Records contained in a dataset
☆ ☆ ☆ ☆ ☆ ☆ ☆

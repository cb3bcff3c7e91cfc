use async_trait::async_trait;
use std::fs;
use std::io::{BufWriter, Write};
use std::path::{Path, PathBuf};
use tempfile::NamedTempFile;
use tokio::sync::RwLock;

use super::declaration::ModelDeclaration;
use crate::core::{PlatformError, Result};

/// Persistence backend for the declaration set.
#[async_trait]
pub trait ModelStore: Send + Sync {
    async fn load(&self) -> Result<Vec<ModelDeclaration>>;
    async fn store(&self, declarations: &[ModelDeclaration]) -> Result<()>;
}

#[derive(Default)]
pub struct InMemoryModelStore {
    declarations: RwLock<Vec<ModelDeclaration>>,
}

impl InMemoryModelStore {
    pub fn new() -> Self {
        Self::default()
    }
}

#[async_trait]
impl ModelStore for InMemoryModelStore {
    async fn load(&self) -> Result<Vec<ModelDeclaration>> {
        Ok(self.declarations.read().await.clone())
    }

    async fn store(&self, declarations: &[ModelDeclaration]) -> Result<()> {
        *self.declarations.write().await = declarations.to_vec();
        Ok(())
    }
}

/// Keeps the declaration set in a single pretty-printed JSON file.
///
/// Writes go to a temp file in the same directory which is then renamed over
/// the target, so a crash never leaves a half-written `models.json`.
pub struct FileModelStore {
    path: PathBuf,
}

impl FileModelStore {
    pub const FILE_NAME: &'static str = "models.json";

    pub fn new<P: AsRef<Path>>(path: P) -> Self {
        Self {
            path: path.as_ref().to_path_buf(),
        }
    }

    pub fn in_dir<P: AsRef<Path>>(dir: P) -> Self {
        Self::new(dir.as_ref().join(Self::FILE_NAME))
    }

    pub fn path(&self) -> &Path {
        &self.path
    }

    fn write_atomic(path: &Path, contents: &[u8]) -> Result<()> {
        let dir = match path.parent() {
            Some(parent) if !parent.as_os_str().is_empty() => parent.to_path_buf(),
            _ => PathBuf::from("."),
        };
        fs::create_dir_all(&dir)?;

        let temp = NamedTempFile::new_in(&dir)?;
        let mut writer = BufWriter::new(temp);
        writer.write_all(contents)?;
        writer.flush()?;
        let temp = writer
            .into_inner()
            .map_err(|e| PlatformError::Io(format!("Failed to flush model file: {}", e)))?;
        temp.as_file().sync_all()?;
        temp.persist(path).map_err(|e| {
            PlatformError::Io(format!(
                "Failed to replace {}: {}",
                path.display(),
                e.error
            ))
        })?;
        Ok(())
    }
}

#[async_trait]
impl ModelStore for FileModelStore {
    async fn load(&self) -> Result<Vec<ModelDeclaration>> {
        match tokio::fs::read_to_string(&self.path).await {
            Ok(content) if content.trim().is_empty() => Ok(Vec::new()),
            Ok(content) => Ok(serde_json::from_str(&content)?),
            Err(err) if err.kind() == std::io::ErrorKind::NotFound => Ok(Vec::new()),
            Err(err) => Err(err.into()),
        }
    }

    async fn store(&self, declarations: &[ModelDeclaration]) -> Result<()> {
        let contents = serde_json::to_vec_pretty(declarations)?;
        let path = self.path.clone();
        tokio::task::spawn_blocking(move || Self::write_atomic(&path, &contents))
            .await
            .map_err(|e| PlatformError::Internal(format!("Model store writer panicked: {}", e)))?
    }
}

☆ ☆ ☆ ☆ ☆ ☆ ☆

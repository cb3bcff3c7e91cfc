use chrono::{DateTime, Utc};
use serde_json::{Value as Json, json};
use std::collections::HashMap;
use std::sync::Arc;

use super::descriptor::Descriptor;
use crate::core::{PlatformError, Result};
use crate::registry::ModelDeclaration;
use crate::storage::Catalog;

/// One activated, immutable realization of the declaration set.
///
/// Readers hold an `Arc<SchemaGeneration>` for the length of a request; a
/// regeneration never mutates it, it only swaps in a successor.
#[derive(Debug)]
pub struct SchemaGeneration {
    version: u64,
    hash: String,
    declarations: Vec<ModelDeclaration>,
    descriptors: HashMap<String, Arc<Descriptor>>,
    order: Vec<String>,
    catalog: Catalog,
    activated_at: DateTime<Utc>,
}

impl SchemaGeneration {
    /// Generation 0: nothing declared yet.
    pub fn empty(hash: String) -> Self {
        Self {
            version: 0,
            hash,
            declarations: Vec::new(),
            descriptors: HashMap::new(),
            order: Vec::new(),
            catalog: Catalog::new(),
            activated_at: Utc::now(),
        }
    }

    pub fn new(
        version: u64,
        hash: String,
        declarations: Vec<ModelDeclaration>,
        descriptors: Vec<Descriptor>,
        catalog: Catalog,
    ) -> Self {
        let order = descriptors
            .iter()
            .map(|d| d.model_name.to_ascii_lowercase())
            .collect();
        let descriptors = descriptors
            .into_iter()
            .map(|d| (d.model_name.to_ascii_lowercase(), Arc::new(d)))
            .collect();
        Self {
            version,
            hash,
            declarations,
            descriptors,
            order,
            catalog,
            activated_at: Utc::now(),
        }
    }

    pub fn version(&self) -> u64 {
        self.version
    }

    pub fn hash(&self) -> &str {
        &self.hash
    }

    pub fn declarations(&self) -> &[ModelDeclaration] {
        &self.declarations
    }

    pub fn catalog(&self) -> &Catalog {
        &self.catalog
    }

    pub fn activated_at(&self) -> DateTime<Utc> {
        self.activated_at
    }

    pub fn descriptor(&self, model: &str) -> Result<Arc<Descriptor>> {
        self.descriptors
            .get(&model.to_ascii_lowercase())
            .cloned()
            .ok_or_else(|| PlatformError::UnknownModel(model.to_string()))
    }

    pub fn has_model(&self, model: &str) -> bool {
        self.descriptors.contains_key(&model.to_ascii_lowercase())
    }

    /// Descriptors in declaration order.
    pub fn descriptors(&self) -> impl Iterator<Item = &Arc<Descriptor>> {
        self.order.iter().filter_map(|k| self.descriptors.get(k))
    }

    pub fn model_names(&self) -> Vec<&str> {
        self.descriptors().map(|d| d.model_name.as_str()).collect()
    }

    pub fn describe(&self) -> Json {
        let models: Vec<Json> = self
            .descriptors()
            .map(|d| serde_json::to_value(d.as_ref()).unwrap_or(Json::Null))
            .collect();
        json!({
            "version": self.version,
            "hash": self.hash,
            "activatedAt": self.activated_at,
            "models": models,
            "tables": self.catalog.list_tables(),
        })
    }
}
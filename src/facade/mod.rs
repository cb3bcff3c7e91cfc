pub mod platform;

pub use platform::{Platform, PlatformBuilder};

☆ ☆ ☆ ☆ ☆ ☆ ☆

PROBLEM STATEMENT
Which lines of the records above contain the word "AsRef"? Report each one.

RESULT OF THIS EXERCISE
    pub fn new<P: AsRef<Path>>(path: P) -> Self {
    pub fn in_dir<P: AsRef<Path>>(dir: P) -> Self {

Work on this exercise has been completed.